• **WORK TO BE COMPLETED**: Filter the listing and keep only the lines with the word "deafened".

::: PROVIDED DATA

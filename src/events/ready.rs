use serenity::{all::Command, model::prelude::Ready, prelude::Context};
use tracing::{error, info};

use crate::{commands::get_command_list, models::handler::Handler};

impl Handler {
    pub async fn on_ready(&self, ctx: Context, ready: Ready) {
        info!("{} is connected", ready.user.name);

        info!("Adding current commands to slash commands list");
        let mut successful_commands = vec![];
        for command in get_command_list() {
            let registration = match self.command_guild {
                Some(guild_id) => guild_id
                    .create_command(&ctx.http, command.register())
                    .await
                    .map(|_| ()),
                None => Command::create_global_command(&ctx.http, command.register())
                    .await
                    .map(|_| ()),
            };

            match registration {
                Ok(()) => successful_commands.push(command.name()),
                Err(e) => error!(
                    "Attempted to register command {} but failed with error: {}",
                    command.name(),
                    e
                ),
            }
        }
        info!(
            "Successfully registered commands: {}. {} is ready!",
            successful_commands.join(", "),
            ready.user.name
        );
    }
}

::::::
::: PROVIDED DATA

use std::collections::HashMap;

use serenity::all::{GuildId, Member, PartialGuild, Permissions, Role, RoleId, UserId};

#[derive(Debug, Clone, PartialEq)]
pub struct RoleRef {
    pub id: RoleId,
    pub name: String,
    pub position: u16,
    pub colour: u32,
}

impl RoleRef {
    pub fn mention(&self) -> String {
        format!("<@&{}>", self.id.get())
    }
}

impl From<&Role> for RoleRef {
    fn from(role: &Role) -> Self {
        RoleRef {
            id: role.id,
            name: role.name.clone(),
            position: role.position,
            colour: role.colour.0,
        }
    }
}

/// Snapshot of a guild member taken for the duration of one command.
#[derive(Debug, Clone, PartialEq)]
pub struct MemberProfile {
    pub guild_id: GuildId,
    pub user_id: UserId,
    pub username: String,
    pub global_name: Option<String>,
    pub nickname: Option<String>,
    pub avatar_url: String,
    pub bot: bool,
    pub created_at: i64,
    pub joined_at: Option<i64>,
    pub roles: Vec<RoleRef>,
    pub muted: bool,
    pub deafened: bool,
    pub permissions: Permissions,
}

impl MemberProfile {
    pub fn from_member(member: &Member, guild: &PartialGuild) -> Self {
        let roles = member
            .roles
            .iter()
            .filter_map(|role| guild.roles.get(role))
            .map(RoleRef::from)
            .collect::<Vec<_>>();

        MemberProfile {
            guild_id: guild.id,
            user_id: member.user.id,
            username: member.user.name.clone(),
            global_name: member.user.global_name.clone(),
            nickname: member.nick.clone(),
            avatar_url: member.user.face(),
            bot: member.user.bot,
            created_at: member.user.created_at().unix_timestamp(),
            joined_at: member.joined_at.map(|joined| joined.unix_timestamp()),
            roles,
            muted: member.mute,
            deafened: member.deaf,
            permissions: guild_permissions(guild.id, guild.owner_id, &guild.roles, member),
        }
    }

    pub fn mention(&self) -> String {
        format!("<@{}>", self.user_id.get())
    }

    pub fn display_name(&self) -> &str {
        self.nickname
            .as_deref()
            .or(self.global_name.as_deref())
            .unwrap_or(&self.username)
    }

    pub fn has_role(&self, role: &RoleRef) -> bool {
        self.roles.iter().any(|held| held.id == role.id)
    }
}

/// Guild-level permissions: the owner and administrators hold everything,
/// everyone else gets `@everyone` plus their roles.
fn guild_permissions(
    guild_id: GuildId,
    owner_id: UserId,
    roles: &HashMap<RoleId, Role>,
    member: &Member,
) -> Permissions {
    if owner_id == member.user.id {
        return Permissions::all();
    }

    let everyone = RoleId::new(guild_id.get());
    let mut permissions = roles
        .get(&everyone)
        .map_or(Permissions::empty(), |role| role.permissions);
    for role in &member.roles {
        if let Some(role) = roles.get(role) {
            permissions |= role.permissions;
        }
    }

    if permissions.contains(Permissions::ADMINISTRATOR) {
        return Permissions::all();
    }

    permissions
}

::::::
::: PROVIDED DATA

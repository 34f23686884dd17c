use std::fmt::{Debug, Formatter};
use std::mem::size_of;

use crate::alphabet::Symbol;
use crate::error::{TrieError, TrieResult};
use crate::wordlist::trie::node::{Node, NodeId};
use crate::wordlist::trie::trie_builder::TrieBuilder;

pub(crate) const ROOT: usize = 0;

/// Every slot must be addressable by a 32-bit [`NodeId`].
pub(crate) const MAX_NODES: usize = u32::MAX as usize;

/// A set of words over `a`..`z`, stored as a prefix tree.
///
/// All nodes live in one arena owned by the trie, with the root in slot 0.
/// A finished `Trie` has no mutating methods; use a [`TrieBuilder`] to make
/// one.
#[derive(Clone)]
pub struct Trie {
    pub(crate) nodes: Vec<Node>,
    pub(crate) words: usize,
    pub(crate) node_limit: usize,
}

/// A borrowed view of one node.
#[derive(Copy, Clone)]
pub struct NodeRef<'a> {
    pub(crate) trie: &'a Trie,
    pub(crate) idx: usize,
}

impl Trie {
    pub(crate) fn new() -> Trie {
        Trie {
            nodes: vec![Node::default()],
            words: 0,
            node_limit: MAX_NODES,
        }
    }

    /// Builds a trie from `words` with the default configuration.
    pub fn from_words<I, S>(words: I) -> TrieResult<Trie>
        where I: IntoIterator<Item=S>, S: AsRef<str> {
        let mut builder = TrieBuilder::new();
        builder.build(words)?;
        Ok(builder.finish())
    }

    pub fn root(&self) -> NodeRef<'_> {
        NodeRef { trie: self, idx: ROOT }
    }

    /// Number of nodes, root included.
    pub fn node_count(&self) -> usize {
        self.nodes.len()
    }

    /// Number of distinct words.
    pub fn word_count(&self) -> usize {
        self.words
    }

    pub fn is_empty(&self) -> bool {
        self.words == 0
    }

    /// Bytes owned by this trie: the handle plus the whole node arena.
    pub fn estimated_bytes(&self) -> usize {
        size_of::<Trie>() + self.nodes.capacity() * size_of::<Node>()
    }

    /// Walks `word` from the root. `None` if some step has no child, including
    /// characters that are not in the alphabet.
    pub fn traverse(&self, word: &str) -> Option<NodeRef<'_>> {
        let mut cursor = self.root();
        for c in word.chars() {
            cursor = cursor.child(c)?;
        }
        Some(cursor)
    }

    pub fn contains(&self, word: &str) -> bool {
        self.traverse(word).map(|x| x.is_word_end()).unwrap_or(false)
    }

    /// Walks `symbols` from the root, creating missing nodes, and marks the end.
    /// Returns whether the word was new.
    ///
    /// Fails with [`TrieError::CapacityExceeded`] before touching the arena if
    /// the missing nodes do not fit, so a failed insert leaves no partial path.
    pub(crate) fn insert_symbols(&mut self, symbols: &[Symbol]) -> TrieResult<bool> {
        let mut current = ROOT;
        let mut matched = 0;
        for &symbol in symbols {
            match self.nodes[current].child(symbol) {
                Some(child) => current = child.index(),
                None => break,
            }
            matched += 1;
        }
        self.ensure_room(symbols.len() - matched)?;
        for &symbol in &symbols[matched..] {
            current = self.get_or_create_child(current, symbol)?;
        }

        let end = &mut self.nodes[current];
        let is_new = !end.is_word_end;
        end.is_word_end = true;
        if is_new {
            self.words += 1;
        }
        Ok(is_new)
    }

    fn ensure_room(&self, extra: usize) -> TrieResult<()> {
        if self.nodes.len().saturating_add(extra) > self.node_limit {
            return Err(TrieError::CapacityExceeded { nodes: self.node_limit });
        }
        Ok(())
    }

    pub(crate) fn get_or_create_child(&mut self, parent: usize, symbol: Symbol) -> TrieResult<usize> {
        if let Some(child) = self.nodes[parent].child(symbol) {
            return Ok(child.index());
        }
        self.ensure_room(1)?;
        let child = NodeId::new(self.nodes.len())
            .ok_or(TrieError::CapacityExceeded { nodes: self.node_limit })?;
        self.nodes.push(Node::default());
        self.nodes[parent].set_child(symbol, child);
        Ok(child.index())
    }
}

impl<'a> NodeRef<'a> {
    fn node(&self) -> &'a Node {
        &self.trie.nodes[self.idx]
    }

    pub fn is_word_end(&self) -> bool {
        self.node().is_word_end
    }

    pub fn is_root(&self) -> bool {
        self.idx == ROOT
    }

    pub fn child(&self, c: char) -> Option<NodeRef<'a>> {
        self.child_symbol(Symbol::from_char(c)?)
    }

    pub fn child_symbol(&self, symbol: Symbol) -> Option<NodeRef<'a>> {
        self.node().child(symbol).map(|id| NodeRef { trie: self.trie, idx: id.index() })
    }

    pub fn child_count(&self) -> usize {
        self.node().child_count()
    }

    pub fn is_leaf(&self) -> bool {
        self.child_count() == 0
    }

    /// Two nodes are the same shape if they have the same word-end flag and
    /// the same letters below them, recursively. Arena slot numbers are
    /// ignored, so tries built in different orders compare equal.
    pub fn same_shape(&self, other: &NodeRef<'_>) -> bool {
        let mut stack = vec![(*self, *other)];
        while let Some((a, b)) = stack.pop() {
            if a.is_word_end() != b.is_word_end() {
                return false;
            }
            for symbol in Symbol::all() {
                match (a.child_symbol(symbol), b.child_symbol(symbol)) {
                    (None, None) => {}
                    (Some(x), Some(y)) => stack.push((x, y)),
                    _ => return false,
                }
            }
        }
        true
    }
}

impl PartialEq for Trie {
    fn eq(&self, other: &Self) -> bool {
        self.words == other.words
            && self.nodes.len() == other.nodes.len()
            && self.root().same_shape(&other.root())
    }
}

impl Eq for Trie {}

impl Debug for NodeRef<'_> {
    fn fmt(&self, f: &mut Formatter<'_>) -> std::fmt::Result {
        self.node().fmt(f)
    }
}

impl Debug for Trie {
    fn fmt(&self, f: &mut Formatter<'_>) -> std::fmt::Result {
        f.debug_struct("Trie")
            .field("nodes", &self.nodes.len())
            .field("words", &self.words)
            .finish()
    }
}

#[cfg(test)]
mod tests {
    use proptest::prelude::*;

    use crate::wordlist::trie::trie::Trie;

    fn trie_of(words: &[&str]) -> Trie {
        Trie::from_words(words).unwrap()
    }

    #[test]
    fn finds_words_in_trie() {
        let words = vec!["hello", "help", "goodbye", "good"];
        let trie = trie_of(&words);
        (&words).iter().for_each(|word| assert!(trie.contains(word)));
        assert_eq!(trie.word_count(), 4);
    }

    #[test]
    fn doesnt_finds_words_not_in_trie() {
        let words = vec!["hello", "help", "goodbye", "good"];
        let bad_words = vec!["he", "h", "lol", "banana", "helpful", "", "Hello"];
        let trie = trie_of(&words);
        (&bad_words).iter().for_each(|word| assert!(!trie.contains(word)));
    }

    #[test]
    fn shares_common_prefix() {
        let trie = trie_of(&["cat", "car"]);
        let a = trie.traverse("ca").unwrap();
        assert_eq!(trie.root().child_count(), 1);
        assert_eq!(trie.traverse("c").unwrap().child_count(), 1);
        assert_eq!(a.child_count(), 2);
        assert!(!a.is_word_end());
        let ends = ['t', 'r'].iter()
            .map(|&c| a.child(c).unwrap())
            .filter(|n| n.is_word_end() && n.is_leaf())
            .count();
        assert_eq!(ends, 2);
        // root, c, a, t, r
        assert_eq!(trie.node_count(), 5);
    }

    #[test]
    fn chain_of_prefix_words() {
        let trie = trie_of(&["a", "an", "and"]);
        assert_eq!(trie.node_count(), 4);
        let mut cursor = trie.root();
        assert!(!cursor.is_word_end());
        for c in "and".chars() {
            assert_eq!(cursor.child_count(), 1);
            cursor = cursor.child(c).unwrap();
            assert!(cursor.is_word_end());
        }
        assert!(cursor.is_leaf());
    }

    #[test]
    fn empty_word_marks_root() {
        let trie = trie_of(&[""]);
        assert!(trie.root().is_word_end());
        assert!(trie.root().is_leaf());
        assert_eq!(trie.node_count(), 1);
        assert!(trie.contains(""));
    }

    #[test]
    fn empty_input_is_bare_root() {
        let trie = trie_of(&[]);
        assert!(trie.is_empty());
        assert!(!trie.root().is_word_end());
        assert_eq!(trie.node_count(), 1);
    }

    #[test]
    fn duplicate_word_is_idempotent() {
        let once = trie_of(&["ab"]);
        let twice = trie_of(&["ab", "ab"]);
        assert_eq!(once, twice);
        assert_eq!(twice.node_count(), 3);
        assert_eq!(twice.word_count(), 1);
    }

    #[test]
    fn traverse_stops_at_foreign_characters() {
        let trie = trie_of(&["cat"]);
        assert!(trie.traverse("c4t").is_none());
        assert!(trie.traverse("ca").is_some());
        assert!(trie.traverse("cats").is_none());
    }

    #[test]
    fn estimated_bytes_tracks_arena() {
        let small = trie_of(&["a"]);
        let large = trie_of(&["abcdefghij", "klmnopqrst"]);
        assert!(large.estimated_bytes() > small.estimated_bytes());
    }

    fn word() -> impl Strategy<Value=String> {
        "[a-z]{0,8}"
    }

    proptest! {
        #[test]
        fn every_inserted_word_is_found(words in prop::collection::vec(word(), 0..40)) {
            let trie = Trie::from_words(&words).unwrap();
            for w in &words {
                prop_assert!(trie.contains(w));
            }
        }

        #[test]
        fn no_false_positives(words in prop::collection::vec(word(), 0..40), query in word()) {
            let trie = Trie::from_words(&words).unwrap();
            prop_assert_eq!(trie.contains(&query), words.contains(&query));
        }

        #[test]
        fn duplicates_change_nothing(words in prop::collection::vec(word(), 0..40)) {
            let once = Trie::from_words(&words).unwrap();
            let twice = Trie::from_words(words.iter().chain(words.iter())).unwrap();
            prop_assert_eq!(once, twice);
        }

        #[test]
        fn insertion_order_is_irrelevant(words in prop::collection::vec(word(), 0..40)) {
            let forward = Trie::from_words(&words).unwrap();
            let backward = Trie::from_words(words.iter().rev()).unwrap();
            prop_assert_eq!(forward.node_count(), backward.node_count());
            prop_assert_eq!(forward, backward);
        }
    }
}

::::::

• **RESPONSE TO THE EXERCISE**:
    pub deafened: bool,
            deafened: member.deaf,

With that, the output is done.